Case Studies & Research
UNICEF
2003
171 p.
Organizations

Of the 8,600,000 young people living with HIV/AIDS in sub-Saharan Africa, 67 percent are young women and 33 percent are young men (Young People and HIV/AIDS: Opportunity in Crisis, UNICEF, UNAIDS, WHO, 2001). The Girls' Education Programme recognises 'gender' as the features associated in specific cultures with masculinity and femininity, and acknowledges that not all societies and cultures share the same ideas of what it means to be male or female. This book provides ample evidence of how boys and girls are encouraged to identify with 'masculine' and 'feminine' characteristics and forms of behaviour in various communities. It illustrates how girls and boys construct their identities, negotiating, adapting to and resisting common articulations of masculinity and femininity. The book comprises three parts. In Part One, the authors provide details of how the research came about, its aims, methods used, and how the researchers were trained. Part Two presents findings organised around 10 interconnected topics.
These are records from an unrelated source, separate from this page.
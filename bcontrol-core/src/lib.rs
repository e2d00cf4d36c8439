//! Core traits and types for the bcontrol framework.
//!
//! This crate defines the callback protocol through which a large-scale
//! nonlinear optimizer drives a discretized model:
//!
//! - [`NlpProblem`]: sizes, bounds, starting point, and the evaluation
//!   callbacks for the objective, constraints, and their derivatives
//! - [`SparsityPattern`]: the fixed `(row, col)` structure of a sparse
//!   derivative, established once and reused for every values call
//! - [`Bounds`], [`StartingPoint`], [`Scaling`]: problem data handed to the
//!   solver before its first iteration
//! - [`Solution`]: the final point and multipliers passed to
//!   [`NlpProblem::finalize`] once the solver stops

mod bounds;
mod error;
mod info;
mod problem;
mod scaling;
mod solution;
mod sparsity;
mod start;

pub use bounds::Bounds;
pub use error::{EvalError, check_len};
pub use info::{IndexStyle, NlpInfo};
pub use problem::NlpProblem;
pub use scaling::Scaling;
pub use solution::{Solution, SolverReturn};
pub use sparsity::{Entry, SparsityPattern};
pub use start::StartingPoint;
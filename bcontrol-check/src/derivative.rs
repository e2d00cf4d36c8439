//! Finite-difference checks of analytic derivatives.
//!
//! Every check perturbs one variable at a time, forms a central difference
//! of a vector-valued function, and compares the resulting column with the
//! analytic column. Positions outside the reported sparsity pattern are
//! compared too, so a pattern that misses a nonzero is caught as well as a
//! wrong value.

mod config;
mod report;

#[cfg(test)]
pub(crate) mod toy;

pub use config::Config;
pub use report::{Comparison, Report};

use bcontrol_core::NlpProblem;

use crate::{Error, Observer, Session};

/// The derivative being checked.
#[derive(Debug, Clone, Copy, PartialEq, Eq)]
pub enum Derivative {
    /// Objective gradient, reported as row 0.
    Gradient,
    /// Constraint Jacobian.
    Jacobian,
    /// Lagrangian Hessian, compared over the full symmetric matrix.
    Hessian,
}

/// Control actions supported by the derivative checks.
pub enum Action {
    /// Stop checking and return the report collected so far.
    StopEarly,
}

/// Event emitted for every compared position.
pub struct Event<'a> {
    pub derivative: Derivative,
    pub comparison: &'a Comparison,
    /// Whether the comparison is within tolerance.
    pub agrees: bool,
}

/// Checks the objective gradient at `x`.
///
/// # Errors
///
/// Returns an error if the config is invalid or a problem callback fails.
pub fn check_gradient<P, Obs>(
    session: &Session<'_, P>,
    x: &[f64],
    config: &Config,
    observer: Obs,
) -> Result<Report, Error>
where
    P: NlpProblem,
    Obs: for<'a> Observer<Event<'a>, Action>,
{
    config
        .validate()
        .map_err(|reason| Error::InvalidConfig { reason })?;

    let grad = session.gradient(x)?;
    compare_columns(
        Derivative::Gradient,
        x,
        config,
        1,
        |_, col| Some(grad[col]),
        |xp| Ok(vec![session.objective(xp)?]),
        observer,
    )
}

/// Checks the constraint Jacobian at `x`.
///
/// # Errors
///
/// Returns an error if the config is invalid or a problem callback fails.
pub fn check_jacobian<P, Obs>(
    session: &Session<'_, P>,
    x: &[f64],
    config: &Config,
    observer: Obs,
) -> Result<Report, Error>
where
    P: NlpProblem,
    Obs: for<'a> Observer<Event<'a>, Action>,
{
    config
        .validate()
        .map_err(|reason| Error::InvalidConfig { reason })?;

    let jac = session.jacobian(x)?;
    compare_columns(
        Derivative::Jacobian,
        x,
        config,
        session.info().m,
        |row, col| jac.get(row, col).copied(),
        |xp| session.constraints(xp),
        observer,
    )
}

/// Checks the Lagrangian Hessian at `x` for the given objective factor and
/// constraint multipliers.
///
/// The estimate differentiates `obj_factor·∇f + Jᵀ·lambda`, so the check
/// relies on the gradient and Jacobian being correct.
///
/// # Errors
///
/// Returns an error if the config is invalid or a problem callback fails.
pub fn check_hessian<P, Obs>(
    session: &Session<'_, P>,
    x: &[f64],
    obj_factor: f64,
    lambda: &[f64],
    config: &Config,
    observer: Obs,
) -> Result<Report, Error>
where
    P: NlpProblem,
    Obs: for<'a> Observer<Event<'a>, Action>,
{
    config
        .validate()
        .map_err(|reason| Error::InvalidConfig { reason })?;

    let hess = session.hessian(x, obj_factor, lambda)?;
    compare_columns(
        Derivative::Hessian,
        x,
        config,
        session.info().n,
        // Only the lower triangle is stored.
        |row, col| hess.get(row.max(col), row.min(col)).copied(),
        |xp| session.lagrangian_gradient(xp, obj_factor, lambda),
        observer,
    )
}

/// Runs [`check_gradient`] without observation.
///
/// # Errors
///
/// Returns an error if the config is invalid or a problem callback fails.
pub fn check_gradient_unobserved<P: NlpProblem>(
    session: &Session<'_, P>,
    x: &[f64],
    config: &Config,
) -> Result<Report, Error> {
    check_gradient(session, x, config, ())
}

/// Runs [`check_jacobian`] without observation.
///
/// # Errors
///
/// Returns an error if the config is invalid or a problem callback fails.
pub fn check_jacobian_unobserved<P: NlpProblem>(
    session: &Session<'_, P>,
    x: &[f64],
    config: &Config,
) -> Result<Report, Error> {
    check_jacobian(session, x, config, ())
}

/// Runs [`check_hessian`] without observation.
///
/// # Errors
///
/// Returns an error if the config is invalid or a problem callback fails.
pub fn check_hessian_unobserved<P: NlpProblem>(
    session: &Session<'_, P>,
    x: &[f64],
    obj_factor: f64,
    lambda: &[f64],
    config: &Config,
) -> Result<Report, Error> {
    check_hessian(session, x, obj_factor, lambda, config, ())
}

/// Compares `rows × x.len()` analytic values with central differences of
/// `eval`, one column per perturbed variable.
fn compare_columns<A, F, Obs>(
    derivative: Derivative,
    x: &[f64],
    config: &Config,
    rows: usize,
    analytic: A,
    mut eval: F,
    mut observer: Obs,
) -> Result<Report, Error>
where
    A: Fn(usize, usize) -> Option<f64>,
    F: FnMut(&[f64]) -> Result<Vec<f64>, Error>,
    Obs: for<'a> Observer<Event<'a>, Action>,
{
    let mut report = Report::new(derivative);
    let mut xp = x.to_vec();
    let mut xm = x.to_vec();

    for col in 0..x.len() {
        let step = config.step(x[col]);
        xp[col] = x[col] + step;
        xm[col] = x[col] - step;
        let fp = eval(&xp)?;
        let fm = eval(&xm)?;
        let width = xp[col] - xm[col];
        xp[col] = x[col];
        xm[col] = x[col];

        for row in 0..rows {
            let estimate = (fp[row] - fm[row]) / width;
            let stored = analytic(row, col);

            // Unstored positions are only compared when the estimate is
            // distinguishable from zero.
            if stored.is_none() && config.agrees(0.0, estimate) {
                continue;
            }

            let comparison = Comparison {
                row,
                col,
                analytic: stored.unwrap_or(0.0),
                estimate,
                in_pattern: stored.is_some(),
            };
            let agrees = config.agrees(comparison.analytic, estimate);

            report.compared += 1;
            report.max_relative_error = report
                .max_relative_error
                .max(comparison.relative_error());
            if !agrees {
                log::debug!(
                    "{derivative:?} mismatch at ({row}, {col}): analytic {:e}, estimate {estimate:e}{}",
                    comparison.analytic,
                    if comparison.in_pattern {
                        ""
                    } else {
                        " (outside pattern)"
                    },
                );
                report.mismatches.push(comparison);
            }

            let event = Event {
                derivative,
                comparison: &comparison,
                agrees,
            };
            if let Some(action) = observer.observe(&event) {
                match action {
                    Action::StopEarly => {
                        report.stopped_early = true;
                        return Ok(report);
                    }
                }
            }
        }
    }

    log::info!(
        "{derivative:?} check: {} compared, {} mismatches, max relative error {:.3e}",
        report.compared,
        report.mismatches.len(),
        report.max_relative_error,
    );
    Ok(report)
}

#[cfg(test)]
mod tests {
    use super::*;

    use simplelog::{Config as LogConfig, LevelFilter, TestLogger};
    use toy::Rosenbrock;

    const X: [f64; 2] = [0.7, -0.4];

    fn init_logger() {
        let _ = TestLogger::init(LevelFilter::Debug, LogConfig::default());
    }

    #[test]
    fn correct_derivatives_pass() {
        init_logger();
        let problem = Rosenbrock::default();
        let session = Session::new(&problem).expect("consistent structures");
        let config = Config::default();

        let grad = check_gradient_unobserved(&session, &X, &config).expect("gradient check");
        assert!(grad.passed());
        assert_eq!(grad.compared, 2);

        let jac = check_jacobian_unobserved(&session, &X, &config).expect("jacobian check");
        assert!(jac.passed());

        let hess =
            check_hessian_unobserved(&session, &X, 0.5, &[2.0], &config).expect("hessian check");
        assert!(hess.passed(), "{:?}", hess.mismatches);
        assert_eq!(hess.compared, 4);
    }

    #[test]
    fn wrong_gradient_is_reported() {
        init_logger();
        let problem = Rosenbrock {
            gradient_error: 1.0,
            ..Rosenbrock::default()
        };
        let session = Session::new(&problem).expect("consistent structures");

        let report =
            check_gradient_unobserved(&session, &X, &Config::default()).expect("gradient check");

        assert_eq!(report.mismatches.len(), 1);
        assert_eq!((report.mismatches[0].row, report.mismatches[0].col), (0, 0));
        assert!(report.mismatches[0].in_pattern);
    }

    #[test]
    fn wrong_jacobian_value_is_reported() {
        let problem = Rosenbrock {
            jacobian_error: 0.5,
            ..Rosenbrock::default()
        };
        let session = Session::new(&problem).expect("consistent structures");

        let report =
            check_jacobian_unobserved(&session, &X, &Config::default()).expect("jacobian check");

        assert_eq!(report.mismatches.len(), 1);
        assert_eq!(report.mismatches[0].col, 1);
    }

    #[test]
    fn missing_pattern_entry_is_reported() {
        init_logger();
        let problem = Rosenbrock {
            declared_nnz_h: 2,
            drop_hessian_offdiagonal: true,
            ..Rosenbrock::default()
        };
        let session = Session::new(&problem).expect("consistent structures");

        let report = check_hessian_unobserved(&session, &X, 1.0, &[0.0], &Config::default())
            .expect("hessian check");

        // The off-diagonal entry is missed from both sides.
        assert_eq!(report.mismatches.len(), 2);
        assert!(report.mismatches.iter().all(|c| !c.in_pattern));
    }

    #[test]
    fn wrong_hessian_value_is_reported() {
        let problem = Rosenbrock {
            hessian_error: 3.0,
            ..Rosenbrock::default()
        };
        let session = Session::new(&problem).expect("consistent structures");

        let report = check_hessian_unobserved(&session, &X, 1.0, &[1.0], &Config::default())
            .expect("hessian check");

        assert_eq!(report.mismatches.len(), 1);
        assert_eq!((report.mismatches[0].row, report.mismatches[0].col), (0, 0));
    }

    #[test]
    fn observer_can_stop_checking() {
        let problem = Rosenbrock::default();
        let session = Session::new(&problem).expect("consistent structures");

        let mut seen = 0usize;
        let observer = |event: &Event<'_>| {
            seen += 1;
            assert_eq!(event.derivative, Derivative::Hessian);
            if seen == 2 {
                Some(Action::StopEarly)
            } else {
                None
            }
        };

        let report = check_hessian(&session, &X, 1.0, &[0.0], &Config::default(), observer)
            .expect("hessian check");

        assert!(report.stopped_early);
        assert_eq!(report.compared, 2);
        assert_eq!(seen, 2);
    }

    #[test]
    fn errors_on_invalid_config() {
        let problem = Rosenbrock::default();
        let session = Session::new(&problem).expect("consistent structures");
        let config = Config {
            rel_tol: f64::NAN,
            ..Config::default()
        };

        let result = check_gradient_unobserved(&session, &X, &config);
        assert!(matches!(result, Err(Error::InvalidConfig { .. })));
    }

    #[test]
    fn errors_on_short_multipliers() {
        let problem = Rosenbrock::default();
        let session = Session::new(&problem).expect("consistent structures");

        let result = check_hessian_unobserved(&session, &X, 1.0, &[], &Config::default());
        assert!(matches!(result, Err(Error::Problem(_))));
    }

    #[test]
    fn errors_when_problem_rejects_point() {
        let problem = Rosenbrock::default();
        let session = Session::new(&problem).expect("consistent structures");

        let result = check_gradient_unobserved(&session, &[1.0; 3], &Config::default());
        assert!(matches!(result, Err(Error::Problem(_))));
    }
}
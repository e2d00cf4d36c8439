/// Initial primal point and, optionally, initial multipliers.
///
/// Solvers that do not warm start simply ignore the multiplier fields.
#[derive(Debug, Clone, PartialEq)]
pub struct StartingPoint {
    pub x: Vec<f64>,
    /// Multipliers for the lower variable bounds.
    pub z_l: Option<Vec<f64>>,
    /// Multipliers for the upper variable bounds.
    pub z_u: Option<Vec<f64>>,
    /// Constraint multipliers.
    pub lambda: Option<Vec<f64>>,
}

impl StartingPoint {
    /// Creates a starting point without multiplier estimates.
    #[must_use]
    pub fn primal(x: Vec<f64>) -> Self {
        Self {
            x,
            z_l: None,
            z_u: None,
            lambda: None,
        }
    }

    /// Adds zero multiplier estimates for `m` constraints.
    #[must_use]
    pub fn with_zero_multipliers(mut self, m: usize) -> Self {
        let n = self.x.len();
        self.z_l = Some(vec![0.0; n]);
        self.z_u = Some(vec![0.0; n]);
        self.lambda = Some(vec![0.0; m]);
        self
    }
}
These focus on 1) the ways young people present themselves to our researchers, 2) their identifications as particular boys and girls, 3) messages communicated about gender and sexuality at school and at home, 4) boys' problems and girls' problems 5) possibilities and impossibilities of friendships between girls and boys, 6) experiences, fantasies and views regarding girlfriend/boyfriend relations, 7) age - gender hierarchies and sugar daddy relations, 8) sexual harassment, 9) gendered physical violence, including corporal punishment, and 10) identifications with modernity or tradition. Part Three, key issues based on the findings are highlighted, and based upon these, the authors make suggestions for future practice.